Task to complete |
Beginning with the first line, please return the entries exactly through the line that contains "nothing ever blocks.", and leave out all later lines.

┄┄┄┄┄┄┄┄┄┄

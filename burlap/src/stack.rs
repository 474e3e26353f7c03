//! The mesh stack: wires every component together behind two entry points.
//!
//! The host drives a [`MeshStack`] from a single logical execution context:
//!
//! * [`MeshStack::tick`] is called from the main loop at 100 Hz or more. Every deadline in the
//!   system (ACK timeouts, handshake retries, bundle TTLs, keepalives, beacons, SOS repeats) is
//!   a stored [`Instant`] checked here; nothing ever blocks.
//! * [`MeshStack::on_frame`] is called for every received frame, after the radio driver has
//!   copied it out of hardware buffers, with the measured RSSI/SNR.
//!
//! Inbound frames are decoded once and dispatched by type into the MAC (time sync), routing
//! (discovery), the secure link, the group channel, the DTN queue, the emergency tracker or the
//! geographic helper. Outbound traffic flows the other way: components never touch the radio,
//! they append sub-frames to an [`Outbox`] and events to an [`EventQueue`]; the stack resolves
//! next hops, assembles full frames into the MAC's priority queue, and replays events into the
//! host's [`Host`] implementation.
//!
//! [`Instant`]: ../time/struct.Instant.html

use crate::adr::{Adr, AdrAdvertisement};
use crate::bytes::{ByteReader, ByteWriter, FromBytes, ToBytes};
use crate::config::{Config, ProtocolConfig};
use crate::dtn::{BundleFlags, BundlePriority, BundleStatus, DtnManager, MAX_BUNDLE_PAYLOAD};
use crate::emergency::{Emergency, EmergencyKind, SosMessage};
use crate::geo::{GeoRouting, GeocastRegion, Position};
use crate::group::{GroupManager, GROUP_KEY_LEN};
use crate::history::{Direction, MessageLog};
use crate::link::{LinkId, LinkManager, LinkState};
use crate::mac::{Mac, QueuedFrame, TimeSync, TIME_SYNC_INTERVAL};
use crate::naming::{NameDirectory, NameOrAddress};
use crate::neighbors::{Neighbor, NeighborTable};
use crate::packet::{
    self, Flags, Header, NodeAddress, PacketBuf, PacketType, MAX_PAYLOAD_LEN,
};
use crate::phy::{Radio, SpreadingFactor, TxResult};
use crate::relay::{AckShim, RelayAction};
use crate::route::{
    ReplyAction, RequestAction, RouteEntry, RouteErrorNotice, RouteReply, RouteRequest, Router,
};
use crate::time::{Instant, Timer};
use crate::Error;
use heapless::{Deque, Vec};
struct Bundle {
    id: u32,
    source: NodeAddress,
    destination: NodeAddress,
    custodian: NodeAddress,
    priority: BundlePriority,
    flags: BundleFlags,
    payload: [u8; MAX_BUNDLE_PAYLOAD],
    payload_len: u16,
    fragment_mask: u8,
    fragment_count: u8,
    hop_count: u8,
    max_hops: u8,
    created_at: Instant,
    expires_at: Instant,
    last_attempt: Option<Instant>,
    attempts: u8,
    copies_sent: u8,
    custody_deadline: Option<Instant>,
    status: BundleStatus,
}

impl Bundle {
    fn complete_mask(fragment_count: u8) -> u8 {
        if fragment_count >= 8 {
            0xFF
        } else {
            (1u8 << fragment_count) - 1
        }
    }

    fn is_complete(&self) -> bool {
        self.fragment_mask == Self::complete_mask(self.fragment_count)
    }
}

/// DTN statistics.
#[derive(Debug, Copy, Clone, Default)]
pub struct DtnStats {
    pub created: u32,
    pub received: u32,
    pub forwarded: u32,
    pub delivered: u32,
    pub expired: u32,
    pub custody_transfers: u32,
    pub fragments_sent: u32,
    pub fragments_received: u32,
}

/// The bundle queue.
pub struct DtnManager {
    bundles: Vec<Bundle, MAX_BUNDLES>,
    node: NodeAddress,
    stats: DtnStats,
}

┄┄┄┄┄┄┄┄┄┄

Solution for this task |
filename burlap/src/stack.rs
repository 474e3e26353f7c03
//! The mesh stack: wires every component together behind two entry points.
//!
//! The host drives a [`MeshStack`] from a single logical execution context:
//!
//! * [`MeshStack::tick`] is called from the main loop at 100 Hz or more. Every deadline in the
//!   system (ACK timeouts, handshake retries, bundle TTLs, keepalives, beacons, SOS repeats) is
//!   a stored [`Instant`] checked here; nothing ever blocks.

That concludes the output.